Ne crains pas toutefois que je tourne à l’ignorantine! J’ai beaucoup lu ces derniers temps, quelques jours de pluie aidant, j’ai comme replié mon adoration dans les livres… Achevé Malebranche et tout aussitôt pris les Lettres à Clarke, de Leibniz.

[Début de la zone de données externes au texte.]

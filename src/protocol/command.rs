use rumqttc::QoS;
use std::fmt;
use std::str::FromStr;

use super::codec::Frame;

/// Verbs a host may send to the gateway
#[derive(Debug, Clone, Copy, PartialEq, Eq, Hash)]
pub enum Verb {
    Publish,
    Subscribe,
    Mem,
    Time,
    Status,
}

impl Verb {
    pub fn as_str(&self) -> &'static str {
        match self {
            Verb::Publish => "PUBLISH",
            Verb::Subscribe => "SUBSCRIBE",
            Verb::Mem => "MEM",
            Verb::Time => "TIME",
            Verb::Status => "STATUS",
        }
    }
}

impl FromStr for Verb {
    type Err = ProtocolError;

    fn from_str(s: &str) -> Result<Self, Self::Err> {
        match s {
            "PUBLISH" => Ok(Verb::Publish),
            "SUBSCRIBE" => Ok(Verb::Subscribe),
            "MEM" => Ok(Verb::Mem),
            "TIME" => Ok(Verb::Time),
            "STATUS" => Ok(Verb::Status),
            other => Err(ProtocolError::UnknownVerb(other.to_string())),
        }
    }
}

impl fmt::Display for Verb {
    fn fmt(&self, f: &mut fmt::Formatter) -> fmt::Result {
        f.write_str(self.as_str())
    }
}

// Protocol errors
#[derive(Debug, Clone, PartialEq, Eq, thiserror::Error)]
pub enum ProtocolError {
    #[error("Unknown verb: {0}")]
    UnknownVerb(String),

    #[error("{verb} is missing field {field}")]
    MissingField { verb: Verb, field: &'static str },

    #[error("{verb} has invalid {field}: {value}")]
    InvalidField {
        verb: Verb,
        field: &'static str,
        value: String,
    },
}

/// A fully parsed host request
#[derive(Debug, Clone, PartialEq)]
pub enum Command {
    Publish {
        topic: String,
        payload: String,
        retain: bool,
        qos: QoS,
    },
    Subscribe {
        topic: String,
        qos: QoS,
    },
    Mem,
    Time,
    Status,
}

impl Command {
    /// Parses a raw protocol line into a typed command
    pub fn parse(raw: &str) -> Result<Self, ProtocolError> {
        let frame = Frame::decode(raw);
        let verb: Verb = frame.verb.parse()?;

        match verb {
            Verb::Publish => Ok(Command::Publish {
                topic: required(&frame, verb, 0, "topic")?.to_string(),
                payload: required(&frame, verb, 1, "payload")?.to_string(),
                retain: parse_flag(verb, "retain", required(&frame, verb, 2, "retain")?)?,
                qos: parse_qos(verb, required(&frame, verb, 3, "qos")?)?,
            }),
            Verb::Subscribe => Ok(Command::Subscribe {
                topic: required(&frame, verb, 0, "topic")?.to_string(),
                qos: parse_qos(verb, required(&frame, verb, 1, "qos")?)?,
            }),
            Verb::Mem => Ok(Command::Mem),
            Verb::Time => Ok(Command::Time),
            Verb::Status => Ok(Command::Status),
        }
    }

    pub fn verb(&self) -> Verb {
        match self {
            Command::Publish { .. } => Verb::Publish,
            Command::Subscribe { .. } => Verb::Subscribe,
            Command::Mem => Verb::Mem,
            Command::Time => Verb::Time,
            Command::Status => Verb::Status,
        }
    }
}

fn required<'a>(
    frame: &'a Frame,
    verb: Verb,
    index: usize,
    field: &'static str,
) -> Result<&'a str, ProtocolError> {
    match frame.field(index) {
        Some(value) if !value.is_empty() || field == "payload" => Ok(value),
        _ => Err(ProtocolError::MissingField { verb, field }),
    }
}

fn parse_flag(verb: Verb, field: &'static str, value: &str) -> Result<bool, ProtocolError> {
    match value.trim().to_ascii_lowercase().as_str() {
        "1" | "true" => Ok(true),
        "0" | "false" => Ok(false),
        _ => Err(ProtocolError::InvalidField {
            verb,
            field,
            value: value.to_string(),
        }),
    }
}

fn parse_qos(verb: Verb, value: &str) -> Result<QoS, ProtocolError> {
    let invalid = || ProtocolError::InvalidField {
        verb,
        field: "qos",
        value: value.to_string(),
    };

    match value.trim().parse::<u8>().map_err(|_| invalid())? {
        0 => Ok(QoS::AtMostOnce),
        1 => Ok(QoS::AtLeastOnce),
        2 => Ok(QoS::ExactlyOnce),
        _ => Err(invalid()),
    }
}

/// Numeric status values shared with the host-side library
#[derive(Debug, Clone, Copy, PartialEq, Eq, Hash)]
#[repr(u8)]
pub enum StatusCode {
    BrokerOk = 0,
    BrokerCheck = 1,
    BrokerFail = 2,
    WifiUp = 3,
    WifiDown = 4,
    PubOk = 5,
    Running = 6,
    Unknown = 7,
    PubFail = 8,
    SubFail = 9,
}

impl StatusCode {
    pub fn code(self) -> u8 {
        self as u8
    }

    pub fn wifi(up: bool) -> Self {
        if up {
            StatusCode::WifiUp
        } else {
            StatusCode::WifiDown
        }
    }
}

impl fmt::Display for StatusCode {
    fn fmt(&self, f: &mut fmt::Formatter) -> fmt::Result {
        write!(f, "{}", self.code())
    }
}

/// Messages the gateway sends to hosts
#[derive(Debug, Clone, PartialEq, Eq)]
pub enum Notice {
    Status(StatusCode),
    /// Reply to a line that could not be executed, echoing it back
    Unknown(String),
    Subscription {
        topic: String,
        payload: String,
        retain: bool,
    },
    Mem {
        free: u64,
        used: u64,
    },
    Time(u64),
}

impl Notice {
    pub fn to_frame(&self) -> Frame {
        match self {
            Notice::Status(code) => Frame::new("STATUS").arg(code),
            Notice::Unknown(raw) => Frame::new("STATUS")
                .arg(StatusCode::Unknown)
                .arg("Unknown command:")
                .arg(raw),
            Notice::Subscription {
                topic,
                payload,
                retain,
            } => Frame::new("SUBSCRIPTION")
                .arg(topic)
                .arg(payload)
                .arg(if *retain { "True" } else { "False" }),
            Notice::Mem { free, used } => Frame::new("MEM").arg(free).arg(used),
            Notice::Time(epoch) => Frame::new("TIME").arg(epoch),
        }
    }

    pub fn encode(&self) -> String {
        self.to_frame().encode()
    }
}
//! Final parameter ordering.
//!
//! The returned order is the binding contract for callers: position `i` of
//! the list is position `i` of the numeric vector they bind. The circuit's
//! own parameter set wins over allocator bookkeeping when the two disagree.

use std::cmp::Ordering;

use ansatz_ir::{Circuit, Parameter};
use rustc_hash::FxHashSet;

use crate::diagnostics::{Diagnostic, Diagnostics};

/// Sort parameters by the number embedded in their names (`p_2` before `p_10`).
///
/// If any name has no digits, the whole list is sorted lexicographically
/// instead and a diagnostic is recorded.
pub fn sort_parameters(mut parameters: Vec<Parameter>, diagnostics: &mut Diagnostics) -> Vec<Parameter> {
    let unsortable: Vec<String> = parameters
        .iter()
        .filter(|p| p.numeric_suffix().is_none())
        .map(|p| p.name().to_string())
        .collect();

    if unsortable.is_empty() {
        parameters.sort_by(|a, b| by_suffix(a, b).then_with(|| a.name().cmp(b.name())));
    } else {
        diagnostics.push(Diagnostic::UnsortableParameterNames { names: unsortable });
        parameters.sort_by(|a, b| a.name().cmp(b.name()));
    }
    parameters
}

fn by_suffix(a: &Parameter, b: &Parameter) -> Ordering {
    a.numeric_suffix().cmp(&b.numeric_suffix())
}

/// Produce the ordered parameter list for `circuit`.
pub fn reconcile(
    allocated: Vec<Parameter>,
    circuit: &Circuit,
    diagnostics: &mut Diagnostics,
) -> Vec<Parameter> {
    let in_circuit = circuit.parameters();
    let collected: FxHashSet<Parameter> = allocated.iter().cloned().collect();

    if collected == in_circuit {
        return sort_parameters(allocated, diagnostics);
    }

    diagnostics.push(Diagnostic::ParameterMismatch {
        allocated: sorted_names(&collected),
        circuit: sorted_names(&in_circuit),
    });
    sort_parameters(in_circuit.into_iter().collect(), diagnostics)
}

fn sorted_names(set: &FxHashSet<Parameter>) -> Vec<String> {
    let mut names: Vec<String> = set.iter().map(|p| p.name().to_string()).collect();
    names.sort();
    names
}

#[cfg(test)]
mod tests {
    use super::*;
    use ansatz_ir::QubitId;

    fn params(names: &[&str]) -> Vec<Parameter> {
        names.iter().map(|n| Parameter::new(*n)).collect()
    }

    fn names(parameters: &[Parameter]) -> Vec<&str> {
        parameters.iter().map(Parameter::name).collect()
    }

    #[test]
    fn test_numeric_sort() {
        let mut diags = Diagnostics::new();
        let sorted = sort_parameters(params(&["p_10", "p_2", "p_0", "p_1"]), &mut diags);
        assert_eq!(names(&sorted), ["p_0", "p_1", "p_2", "p_10"]);
        assert!(diags.is_empty());
    }

    #[test]
    fn test_lexicographic_fallback() {
        let mut diags = Diagnostics::new();
        let sorted = sort_parameters(params(&["p_10", "theta", "p_2"]), &mut diags);
        assert_eq!(names(&sorted), ["p_10", "p_2", "theta"]);
        assert!(matches!(
            diags.iter().next(),
            Some(Diagnostic::UnsortableParameterNames { names }) if names == &["theta"]
        ));
    }

    #[test]
    fn test_reconcile_matching_sets() {
        let mut circuit = Circuit::new("t", 2);
        circuit.ry(Parameter::new("p_1"), QubitId(1)).unwrap();
        circuit.ry(Parameter::new("p_0"), QubitId(0)).unwrap();

        let mut diags = Diagnostics::new();
        let ordered = reconcile(params(&["p_1", "p_0"]), &circuit, &mut diags);
        assert_eq!(names(&ordered), ["p_0", "p_1"]);
        assert!(diags.is_empty());
    }

    #[test]
    fn test_reconcile_prefers_circuit() {
        let mut circuit = Circuit::new("t", 1);
        circuit.ry(Parameter::new("p_0"), QubitId(0)).unwrap();

        let mut diags = Diagnostics::new();
        let ordered = reconcile(params(&["p_0", "p_1"]), &circuit, &mut diags);
        assert_eq!(names(&ordered), ["p_0"]);
        match diags.iter().next() {
            Some(Diagnostic::ParameterMismatch { allocated, circuit }) => {
                assert_eq!(allocated, &["p_0", "p_1"]);
                assert_eq!(circuit, &["p_0"]);
            }
            other => panic!("unexpected diagnostic: {other:?}"),
        }
    }
}
//! Circuit instructions combining gates with operands.

use serde::{Deserialize, Serialize};

use crate::gate::StandardGate;
use crate::parameter::Parameter;
use crate::qubit::{ClbitId, QubitId};

/// The kind of instruction in a circuit.
#[derive(Debug, Clone, PartialEq, Serialize, Deserialize)]
pub enum InstructionKind {
    /// A quantum gate operation.
    Gate(StandardGate),
    /// Measurement of each qubit into the classical bit at the same position.
    Measure,
    /// Barrier (synchronization point).
    Barrier,
}

/// A complete instruction with operands.
#[derive(Debug, Clone, PartialEq, Serialize, Deserialize)]
pub struct Instruction {
    /// The kind of instruction.
    pub kind: InstructionKind,
    /// Qubits this instruction operates on.
    pub qubits: Vec<QubitId>,
    /// Classical bits this instruction writes (for measure).
    pub clbits: Vec<ClbitId>,
}

impl Instruction {
    /// Create a gate instruction.
    pub fn gate(gate: StandardGate, qubits: impl IntoIterator<Item = QubitId>) -> Self {
        Self {
            kind: InstructionKind::Gate(gate),
            qubits: qubits.into_iter().collect(),
            clbits: vec![],
        }
    }

    /// Create a measurement instruction pairing qubits with classical bits.
    ///
    /// The pairing is checked when the instruction is applied to a circuit.
    pub fn measure(
        qubits: impl IntoIterator<Item = QubitId>,
        clbits: impl IntoIterator<Item = ClbitId>,
    ) -> Self {
        Self {
            kind: InstructionKind::Measure,
            qubits: qubits.into_iter().collect(),
            clbits: clbits.into_iter().collect(),
        }
    }

    /// Create a barrier instruction.
    pub fn barrier(qubits: impl IntoIterator<Item = QubitId>) -> Self {
        Self {
            kind: InstructionKind::Barrier,
            qubits: qubits.into_iter().collect(),
            clbits: vec![],
        }
    }

    /// Check if this is a gate instruction.
    pub fn is_gate(&self) -> bool {
        matches!(self.kind, InstructionKind::Gate(_))
    }

    /// Check if this is a measurement.
    pub fn is_measure(&self) -> bool {
        matches!(self.kind, InstructionKind::Measure)
    }

    /// Check if this is a barrier.
    pub fn is_barrier(&self) -> bool {
        matches!(self.kind, InstructionKind::Barrier)
    }

    /// Get the gate if this is a gate instruction.
    pub fn as_gate(&self) -> Option<&StandardGate> {
        match &self.kind {
            InstructionKind::Gate(g) => Some(g),
            _ => None,
        }
    }

    /// Symbolic parameters referenced by this instruction.
    pub fn parameters(&self) -> impl Iterator<Item = &Parameter> {
        self.as_gate()
            .into_iter()
            .flat_map(StandardGate::parameters)
            .filter_map(|e| e.as_parameter())
    }

    /// Get the name of the instruction.
    pub fn name(&self) -> &str {
        match &self.kind {
            InstructionKind::Gate(g) => g.name(),
            InstructionKind::Measure => "measure",
            InstructionKind::Barrier => "barrier",
        }
    }
}
//! Named classical registers.

use serde::{Deserialize, Serialize};

use crate::qubit::ClbitId;

/// A named group of classical bits receiving measurement outcomes.
#[derive(Debug, Clone, PartialEq, Eq, Serialize, Deserialize)]
pub struct ClassicalRegister {
    name: String,
    bits: Vec<ClbitId>,
}

impl ClassicalRegister {
    pub(crate) fn new(name: String, bits: Vec<ClbitId>) -> Self {
        Self { name, bits }
    }

    /// The register name.
    pub fn name(&self) -> &str {
        &self.name
    }

    /// Number of bits in the register.
    pub fn len(&self) -> usize {
        self.bits.len()
    }

    /// Check if the register has no bits.
    pub fn is_empty(&self) -> bool {
        self.bits.is_empty()
    }

    /// The circuit-wide classical bit ids, in register order.
    pub fn bits(&self) -> &[ClbitId] {
        &self.bits
    }
}
//! Non-fatal advisories raised while compiling.
//!
//! A diagnostic never aborts a compile call. Each one is logged at `warn`
//! level when recorded and returned to the caller with the compiled ansatz.

use std::fmt;

use serde::Serialize;
use tracing::warn;

/// An advisory about something unusual in the structure or the result.
#[derive(Debug, Clone, PartialEq, Eq, Serialize)]
#[serde(tag = "kind", rename_all = "snake_case")]
pub enum Diagnostic {
    /// A non-barrier gate was given no qubits and was skipped.
    EmptyTargets {
        /// The gate as written.
        gate: String,
    },
    /// A tuple-form layer token carried a qubit list that was ignored.
    RedundantLayerQubits {
        /// The layer token.
        token: String,
        /// The ignored qubit list.
        qubits: Vec<i64>,
    },
    /// The structure contains an explicit measurement.
    MeasureInAnsatz {
        /// The measured qubits.
        qubits: Vec<i64>,
    },
    /// A classical register was created to hold measurement results.
    ClassicalRegisterAdded {
        /// Register name.
        name: String,
        /// Register size.
        size: u32,
    },
    /// Allocator bookkeeping and the circuit disagree on the parameter set.
    ParameterMismatch {
        /// Names allocated during traversal.
        allocated: Vec<String>,
        /// Names the circuit references.
        circuit: Vec<String>,
    },
    /// Some parameter names lack a numeric suffix; sorted lexicographically.
    UnsortableParameterNames {
        /// The names without a numeric suffix.
        names: Vec<String>,
    },
}

impl fmt::Display for Diagnostic {
    fn fmt(&self, f: &mut fmt::Formatter<'_>) -> fmt::Result {
        match self {
            Diagnostic::EmptyTargets { gate } => {
                write!(f, "Gate '{gate}' specified with empty qubit list; skipping")
            }
            Diagnostic::RedundantLayerQubits { token, qubits } => write!(
                f,
                "Layer token '{token}' ignores its qubit list {qubits:?} and spans all qubits"
            ),
            Diagnostic::MeasureInAnsatz { qubits } => write!(
                f,
                "Explicit 'measure' on qubits {qubits:?} in ansatz structure; measurements \
                 are normally added from the Hamiltonian terms at evaluation time"
            ),
            Diagnostic::ClassicalRegisterAdded { name, size } => {
                write!(f, "Auto-added classical register '{name}' of size {size} for measure")
            }
            Diagnostic::ParameterMismatch { allocated, circuit } => write!(
                f,
                "Parameter mismatch: circuit references {} {circuit:?}, allocated {} {allocated:?}; \
                 using the circuit's parameters",
                circuit.len(),
                allocated.len()
            ),
            Diagnostic::UnsortableParameterNames { names } => write!(
                f,
                "Parameters {names:?} have no numeric suffix; using lexicographic order"
            ),
        }
    }
}

/// Diagnostics collected over one compile call, in the order raised.
#[derive(Debug, Clone, Default, PartialEq, Eq, Serialize)]
pub struct Diagnostics {
    entries: Vec<Diagnostic>,
}

impl Diagnostics {
    /// Create an empty collection.
    pub fn new() -> Self {
        Self::default()
    }

    /// Record a diagnostic and log it.
    pub fn push(&mut self, diagnostic: Diagnostic) {
        warn!("{diagnostic}");
        self.entries.push(diagnostic);
    }

    /// The recorded diagnostics.
    pub fn iter(&self) -> impl Iterator<Item = &Diagnostic> {
        self.entries.iter()
    }

    /// Number of recorded diagnostics.
    pub fn len(&self) -> usize {
        self.entries.len()
    }

    /// Check if nothing was recorded.
    pub fn is_empty(&self) -> bool {
        self.entries.is_empty()
    }
}

impl IntoIterator for Diagnostics {
    type Item = Diagnostic;
    type IntoIter = std::vec::IntoIter<Diagnostic>;

    fn into_iter(self) -> Self::IntoIter {
        self.entries.into_iter()
    }
}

Puis, pour me reposer, ai lu les Cenci, de Shelley – sans plaisir; lu La Sensitive aussi… Je vais peut-être t’indigner; je donnerais presque tout Shelley, tout Byron, pour les quatre odes de Keats que nous lisions ensemble l’été passé; de même que je donnerais tout Hugo pour quelques sonnets de Baudelaire. Le mot: grand poète, ne veut rien dire: c’est être un pur poète, qui importe… Ô mon frère! merci pour m’avoir fait connaître et comprendre et aimer tout ceci.
… Non, n’écourte pas ton voyage pour le plaisir de quelques jours de revoir. Sérieusement, il vaut mieux que nous ne nous revoyions pas encore. Crois-moi: quand tu serais près de moi, je ne pourrais penser à toi davantage. Je ne voudrais pas te peiner, mais j’en suis venue à ne plus souhaiter – maintenant – ta présence. Te l’avouerais-je? je saurais que tu viens ce soir… je fuirais.
Oh! ne me demande pas de t’expliquer ce… sentiment, je t’en prie. Je sais seulement que je pense à toi sans cesse (ce qui doit suffire à ton bonheur) et que je suis heureuse ainsi.
…
Peu de temps après cette dernière lettre, et dès mon retour d’Italie, je fus pris par le service militaire et envoyé à Nancy. Je n’y connaissais âme qui vive, mais je me réjouissais d’être seul, car il apparaissait ainsi plus clairement à mon orgueil d’amant et à Alissa que ses lettres étaient mon seul refuge, et son souvenir, comme eût dit Ronsard, «ma seule entéléchie».